··· DATA SHOWN ···

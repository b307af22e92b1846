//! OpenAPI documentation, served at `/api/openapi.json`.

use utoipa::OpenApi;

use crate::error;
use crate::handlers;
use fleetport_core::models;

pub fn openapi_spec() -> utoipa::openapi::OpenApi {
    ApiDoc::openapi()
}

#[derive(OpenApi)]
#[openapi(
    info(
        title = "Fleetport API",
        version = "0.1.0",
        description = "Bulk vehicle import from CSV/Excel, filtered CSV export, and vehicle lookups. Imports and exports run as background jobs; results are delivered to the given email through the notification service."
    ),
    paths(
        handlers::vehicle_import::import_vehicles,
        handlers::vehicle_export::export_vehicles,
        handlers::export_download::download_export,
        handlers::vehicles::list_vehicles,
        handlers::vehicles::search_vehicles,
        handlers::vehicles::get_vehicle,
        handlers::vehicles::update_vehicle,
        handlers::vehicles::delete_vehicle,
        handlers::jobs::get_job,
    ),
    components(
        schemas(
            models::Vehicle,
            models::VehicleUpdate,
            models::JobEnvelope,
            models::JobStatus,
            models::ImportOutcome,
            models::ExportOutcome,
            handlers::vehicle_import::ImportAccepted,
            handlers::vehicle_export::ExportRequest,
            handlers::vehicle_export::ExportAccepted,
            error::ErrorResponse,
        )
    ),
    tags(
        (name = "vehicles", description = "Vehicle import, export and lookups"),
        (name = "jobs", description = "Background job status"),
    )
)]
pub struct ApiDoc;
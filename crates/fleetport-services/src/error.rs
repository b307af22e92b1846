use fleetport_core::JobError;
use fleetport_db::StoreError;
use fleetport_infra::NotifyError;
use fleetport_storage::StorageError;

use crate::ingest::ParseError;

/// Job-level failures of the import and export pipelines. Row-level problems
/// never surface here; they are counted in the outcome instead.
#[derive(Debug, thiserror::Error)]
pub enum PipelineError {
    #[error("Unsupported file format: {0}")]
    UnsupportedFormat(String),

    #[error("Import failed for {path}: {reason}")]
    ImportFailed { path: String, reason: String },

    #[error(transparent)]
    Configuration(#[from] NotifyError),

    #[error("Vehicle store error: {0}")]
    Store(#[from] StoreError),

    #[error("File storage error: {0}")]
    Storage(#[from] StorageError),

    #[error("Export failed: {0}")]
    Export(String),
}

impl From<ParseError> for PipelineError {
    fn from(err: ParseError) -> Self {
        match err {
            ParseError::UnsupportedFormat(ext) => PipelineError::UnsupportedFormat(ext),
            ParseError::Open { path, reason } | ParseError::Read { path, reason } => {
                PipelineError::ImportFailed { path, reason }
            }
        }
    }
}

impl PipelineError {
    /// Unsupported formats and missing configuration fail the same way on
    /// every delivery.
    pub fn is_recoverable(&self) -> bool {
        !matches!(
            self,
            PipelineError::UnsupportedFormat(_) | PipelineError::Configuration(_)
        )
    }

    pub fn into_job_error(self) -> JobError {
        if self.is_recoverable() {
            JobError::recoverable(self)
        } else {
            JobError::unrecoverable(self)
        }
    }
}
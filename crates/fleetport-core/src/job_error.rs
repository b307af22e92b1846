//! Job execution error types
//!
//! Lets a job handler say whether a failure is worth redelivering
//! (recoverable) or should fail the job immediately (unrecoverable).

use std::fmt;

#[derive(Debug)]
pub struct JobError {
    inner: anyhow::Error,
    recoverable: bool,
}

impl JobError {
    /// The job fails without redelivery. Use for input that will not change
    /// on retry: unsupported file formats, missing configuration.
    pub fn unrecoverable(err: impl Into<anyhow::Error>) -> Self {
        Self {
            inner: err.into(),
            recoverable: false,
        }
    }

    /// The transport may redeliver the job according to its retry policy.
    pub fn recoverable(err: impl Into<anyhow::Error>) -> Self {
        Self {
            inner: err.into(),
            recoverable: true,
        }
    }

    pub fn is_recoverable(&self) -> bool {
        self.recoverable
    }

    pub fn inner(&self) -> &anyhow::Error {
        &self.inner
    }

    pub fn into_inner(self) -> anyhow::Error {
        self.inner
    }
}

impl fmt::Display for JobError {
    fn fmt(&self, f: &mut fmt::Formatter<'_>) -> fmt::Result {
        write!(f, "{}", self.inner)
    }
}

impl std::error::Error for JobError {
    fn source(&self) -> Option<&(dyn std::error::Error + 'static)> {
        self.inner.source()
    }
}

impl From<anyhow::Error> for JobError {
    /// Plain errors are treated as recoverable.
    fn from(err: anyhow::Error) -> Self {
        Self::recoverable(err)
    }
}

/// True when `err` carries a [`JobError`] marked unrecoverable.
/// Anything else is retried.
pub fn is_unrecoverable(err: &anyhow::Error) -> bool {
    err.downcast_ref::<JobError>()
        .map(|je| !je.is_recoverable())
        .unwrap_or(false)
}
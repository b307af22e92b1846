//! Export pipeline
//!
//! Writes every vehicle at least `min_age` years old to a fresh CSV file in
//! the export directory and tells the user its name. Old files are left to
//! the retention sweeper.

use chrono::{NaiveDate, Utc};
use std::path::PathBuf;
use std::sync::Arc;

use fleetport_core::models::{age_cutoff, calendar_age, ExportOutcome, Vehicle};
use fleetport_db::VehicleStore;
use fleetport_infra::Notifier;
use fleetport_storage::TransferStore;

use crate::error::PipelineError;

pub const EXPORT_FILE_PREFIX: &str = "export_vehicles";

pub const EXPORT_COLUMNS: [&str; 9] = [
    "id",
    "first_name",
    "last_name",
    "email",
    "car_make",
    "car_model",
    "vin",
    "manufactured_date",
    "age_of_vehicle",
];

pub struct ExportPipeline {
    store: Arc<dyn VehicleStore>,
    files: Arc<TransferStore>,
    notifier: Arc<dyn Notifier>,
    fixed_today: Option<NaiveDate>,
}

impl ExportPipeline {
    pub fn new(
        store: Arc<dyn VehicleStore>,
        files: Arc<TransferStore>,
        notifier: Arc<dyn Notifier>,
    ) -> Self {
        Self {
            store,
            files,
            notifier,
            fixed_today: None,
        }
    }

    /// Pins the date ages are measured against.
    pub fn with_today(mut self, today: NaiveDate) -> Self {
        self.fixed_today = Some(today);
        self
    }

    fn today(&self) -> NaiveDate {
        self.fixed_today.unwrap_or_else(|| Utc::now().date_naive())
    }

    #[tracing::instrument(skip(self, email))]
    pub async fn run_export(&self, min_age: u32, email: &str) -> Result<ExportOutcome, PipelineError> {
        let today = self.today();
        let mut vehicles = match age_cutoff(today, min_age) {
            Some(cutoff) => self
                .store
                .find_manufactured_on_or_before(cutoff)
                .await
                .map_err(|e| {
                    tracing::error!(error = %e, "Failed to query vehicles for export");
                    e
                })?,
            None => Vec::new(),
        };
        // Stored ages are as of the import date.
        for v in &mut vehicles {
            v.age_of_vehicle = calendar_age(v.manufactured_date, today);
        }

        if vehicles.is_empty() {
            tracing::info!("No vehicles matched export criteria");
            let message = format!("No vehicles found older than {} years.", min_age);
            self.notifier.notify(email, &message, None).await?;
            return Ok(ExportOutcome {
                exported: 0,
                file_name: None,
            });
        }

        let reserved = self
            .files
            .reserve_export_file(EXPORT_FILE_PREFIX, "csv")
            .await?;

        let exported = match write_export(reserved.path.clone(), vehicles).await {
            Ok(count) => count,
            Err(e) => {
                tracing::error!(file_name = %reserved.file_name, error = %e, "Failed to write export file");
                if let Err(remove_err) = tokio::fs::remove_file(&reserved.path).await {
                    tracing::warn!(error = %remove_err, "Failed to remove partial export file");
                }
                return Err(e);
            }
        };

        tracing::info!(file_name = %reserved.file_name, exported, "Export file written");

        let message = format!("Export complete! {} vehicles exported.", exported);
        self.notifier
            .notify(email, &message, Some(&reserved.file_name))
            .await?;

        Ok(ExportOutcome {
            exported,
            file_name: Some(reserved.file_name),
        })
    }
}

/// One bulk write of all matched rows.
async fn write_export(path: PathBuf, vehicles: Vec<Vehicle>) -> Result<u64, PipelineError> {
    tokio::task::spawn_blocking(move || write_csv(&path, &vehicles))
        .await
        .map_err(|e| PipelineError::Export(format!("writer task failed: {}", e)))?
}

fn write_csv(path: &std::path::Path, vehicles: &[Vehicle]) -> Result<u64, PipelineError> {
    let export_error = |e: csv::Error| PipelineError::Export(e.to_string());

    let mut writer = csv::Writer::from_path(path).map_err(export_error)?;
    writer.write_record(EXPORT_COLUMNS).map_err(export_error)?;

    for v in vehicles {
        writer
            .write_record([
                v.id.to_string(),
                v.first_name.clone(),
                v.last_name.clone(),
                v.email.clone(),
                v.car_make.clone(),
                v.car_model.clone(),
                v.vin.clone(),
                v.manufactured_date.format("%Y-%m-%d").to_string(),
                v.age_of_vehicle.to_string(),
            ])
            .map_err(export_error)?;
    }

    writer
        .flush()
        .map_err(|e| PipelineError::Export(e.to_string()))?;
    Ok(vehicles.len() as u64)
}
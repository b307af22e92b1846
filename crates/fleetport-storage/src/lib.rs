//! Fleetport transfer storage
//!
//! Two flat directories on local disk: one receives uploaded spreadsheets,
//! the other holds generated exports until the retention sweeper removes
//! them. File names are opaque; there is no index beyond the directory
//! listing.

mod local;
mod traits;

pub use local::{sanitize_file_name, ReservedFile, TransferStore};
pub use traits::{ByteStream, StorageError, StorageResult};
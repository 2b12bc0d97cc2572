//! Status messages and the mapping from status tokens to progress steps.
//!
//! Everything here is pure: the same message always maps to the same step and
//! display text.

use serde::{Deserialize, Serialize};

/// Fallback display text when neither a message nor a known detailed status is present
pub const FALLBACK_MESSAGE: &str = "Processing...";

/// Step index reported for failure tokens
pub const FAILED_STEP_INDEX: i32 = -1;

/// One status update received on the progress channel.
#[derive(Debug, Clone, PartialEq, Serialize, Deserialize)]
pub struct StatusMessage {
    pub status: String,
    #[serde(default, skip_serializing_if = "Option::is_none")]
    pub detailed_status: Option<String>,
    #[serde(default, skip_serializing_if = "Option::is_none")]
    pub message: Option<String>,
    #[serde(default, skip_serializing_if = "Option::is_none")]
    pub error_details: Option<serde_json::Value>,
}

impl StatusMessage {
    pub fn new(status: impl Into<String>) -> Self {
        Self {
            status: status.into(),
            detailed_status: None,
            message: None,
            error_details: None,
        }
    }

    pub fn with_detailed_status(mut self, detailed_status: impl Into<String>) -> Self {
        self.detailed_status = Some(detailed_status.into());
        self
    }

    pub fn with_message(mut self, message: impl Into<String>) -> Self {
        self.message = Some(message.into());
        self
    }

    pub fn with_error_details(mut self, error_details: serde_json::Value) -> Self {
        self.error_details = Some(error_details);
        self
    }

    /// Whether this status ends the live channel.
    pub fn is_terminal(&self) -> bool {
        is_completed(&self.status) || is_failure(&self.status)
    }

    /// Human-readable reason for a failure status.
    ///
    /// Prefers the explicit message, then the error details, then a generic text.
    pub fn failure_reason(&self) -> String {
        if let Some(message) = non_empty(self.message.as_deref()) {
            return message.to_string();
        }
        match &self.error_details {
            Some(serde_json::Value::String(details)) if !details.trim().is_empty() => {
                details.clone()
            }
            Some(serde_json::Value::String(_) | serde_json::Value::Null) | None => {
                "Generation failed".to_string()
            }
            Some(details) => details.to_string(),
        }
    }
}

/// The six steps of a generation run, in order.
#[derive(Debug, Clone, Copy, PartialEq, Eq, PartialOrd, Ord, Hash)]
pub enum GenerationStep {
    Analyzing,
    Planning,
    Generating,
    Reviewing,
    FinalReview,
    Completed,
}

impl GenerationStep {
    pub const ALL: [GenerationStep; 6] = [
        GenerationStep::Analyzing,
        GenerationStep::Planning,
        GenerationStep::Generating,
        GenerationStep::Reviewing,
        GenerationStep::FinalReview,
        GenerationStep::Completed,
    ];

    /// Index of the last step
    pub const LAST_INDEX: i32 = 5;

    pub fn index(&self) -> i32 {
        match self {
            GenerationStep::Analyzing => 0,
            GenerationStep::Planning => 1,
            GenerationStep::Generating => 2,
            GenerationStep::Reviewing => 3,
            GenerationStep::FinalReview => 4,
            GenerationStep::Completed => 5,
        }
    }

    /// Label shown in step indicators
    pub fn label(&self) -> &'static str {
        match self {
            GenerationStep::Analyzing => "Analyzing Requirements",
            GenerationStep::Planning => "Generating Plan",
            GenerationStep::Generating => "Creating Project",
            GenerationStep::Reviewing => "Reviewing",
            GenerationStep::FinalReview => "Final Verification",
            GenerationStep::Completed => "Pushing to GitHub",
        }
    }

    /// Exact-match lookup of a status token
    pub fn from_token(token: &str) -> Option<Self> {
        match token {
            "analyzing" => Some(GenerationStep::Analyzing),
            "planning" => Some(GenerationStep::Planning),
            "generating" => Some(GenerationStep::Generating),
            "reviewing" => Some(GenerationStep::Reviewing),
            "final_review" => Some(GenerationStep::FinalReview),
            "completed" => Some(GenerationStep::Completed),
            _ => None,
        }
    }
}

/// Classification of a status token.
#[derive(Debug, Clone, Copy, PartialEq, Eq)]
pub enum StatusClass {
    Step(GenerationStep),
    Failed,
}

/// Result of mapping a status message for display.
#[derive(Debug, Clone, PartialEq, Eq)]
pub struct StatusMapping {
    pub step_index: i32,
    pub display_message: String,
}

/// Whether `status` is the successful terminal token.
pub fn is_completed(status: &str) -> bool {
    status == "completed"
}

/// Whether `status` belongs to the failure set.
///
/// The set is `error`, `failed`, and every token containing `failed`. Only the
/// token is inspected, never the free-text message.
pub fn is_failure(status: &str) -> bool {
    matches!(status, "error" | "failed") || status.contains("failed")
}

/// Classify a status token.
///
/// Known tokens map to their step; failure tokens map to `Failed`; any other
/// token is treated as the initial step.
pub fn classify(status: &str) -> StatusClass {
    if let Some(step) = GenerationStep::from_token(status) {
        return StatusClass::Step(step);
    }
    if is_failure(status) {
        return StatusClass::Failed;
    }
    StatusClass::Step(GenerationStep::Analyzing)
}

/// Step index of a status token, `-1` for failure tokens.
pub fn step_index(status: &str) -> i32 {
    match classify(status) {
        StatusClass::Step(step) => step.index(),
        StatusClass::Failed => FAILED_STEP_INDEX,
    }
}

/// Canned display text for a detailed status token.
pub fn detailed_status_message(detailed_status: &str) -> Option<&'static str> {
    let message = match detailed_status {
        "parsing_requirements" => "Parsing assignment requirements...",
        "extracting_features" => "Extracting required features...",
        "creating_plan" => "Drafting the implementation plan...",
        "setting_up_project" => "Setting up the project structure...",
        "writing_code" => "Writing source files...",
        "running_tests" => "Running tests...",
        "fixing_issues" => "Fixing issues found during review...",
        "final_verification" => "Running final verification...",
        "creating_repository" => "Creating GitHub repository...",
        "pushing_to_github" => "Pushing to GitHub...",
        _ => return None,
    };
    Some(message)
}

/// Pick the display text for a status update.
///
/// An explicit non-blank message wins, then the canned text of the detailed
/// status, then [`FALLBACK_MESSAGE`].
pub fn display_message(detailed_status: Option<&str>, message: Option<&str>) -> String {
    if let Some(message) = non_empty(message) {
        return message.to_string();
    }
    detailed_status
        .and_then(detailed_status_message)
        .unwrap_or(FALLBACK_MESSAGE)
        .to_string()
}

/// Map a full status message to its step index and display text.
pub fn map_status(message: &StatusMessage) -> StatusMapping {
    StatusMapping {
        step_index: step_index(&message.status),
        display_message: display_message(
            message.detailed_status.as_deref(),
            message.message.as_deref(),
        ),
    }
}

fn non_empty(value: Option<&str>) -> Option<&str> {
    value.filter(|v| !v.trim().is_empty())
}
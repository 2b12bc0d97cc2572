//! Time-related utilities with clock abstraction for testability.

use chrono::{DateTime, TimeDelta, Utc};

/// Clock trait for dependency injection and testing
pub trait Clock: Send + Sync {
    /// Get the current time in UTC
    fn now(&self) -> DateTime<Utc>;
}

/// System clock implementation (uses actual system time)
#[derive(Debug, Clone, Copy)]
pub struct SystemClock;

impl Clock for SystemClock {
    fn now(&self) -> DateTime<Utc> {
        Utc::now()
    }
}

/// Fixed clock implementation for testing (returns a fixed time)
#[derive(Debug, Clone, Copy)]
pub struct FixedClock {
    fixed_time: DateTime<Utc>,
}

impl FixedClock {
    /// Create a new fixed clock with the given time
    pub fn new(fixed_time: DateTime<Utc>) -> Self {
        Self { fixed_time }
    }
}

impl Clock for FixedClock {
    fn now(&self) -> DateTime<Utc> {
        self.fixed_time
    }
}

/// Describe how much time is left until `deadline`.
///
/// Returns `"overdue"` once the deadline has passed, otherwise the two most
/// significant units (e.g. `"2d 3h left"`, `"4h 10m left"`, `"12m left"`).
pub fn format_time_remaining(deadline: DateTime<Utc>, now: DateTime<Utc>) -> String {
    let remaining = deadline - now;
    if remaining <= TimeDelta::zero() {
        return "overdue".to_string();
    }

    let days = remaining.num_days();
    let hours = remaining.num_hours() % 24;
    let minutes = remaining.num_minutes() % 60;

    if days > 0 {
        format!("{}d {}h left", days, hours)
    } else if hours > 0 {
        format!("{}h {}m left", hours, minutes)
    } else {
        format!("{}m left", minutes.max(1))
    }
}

···

#### TASK PROMPT:
Show each line of the material that includes the word "NaiveDate".

#### SOLUTION TO THIS TASK:
use chrono::{NaiveDate, Utc};
    fixed_today: Option<NaiveDate>,
    pub fn with_today(mut self, today: NaiveDate) -> Self {
    fn today(&self) -> NaiveDate {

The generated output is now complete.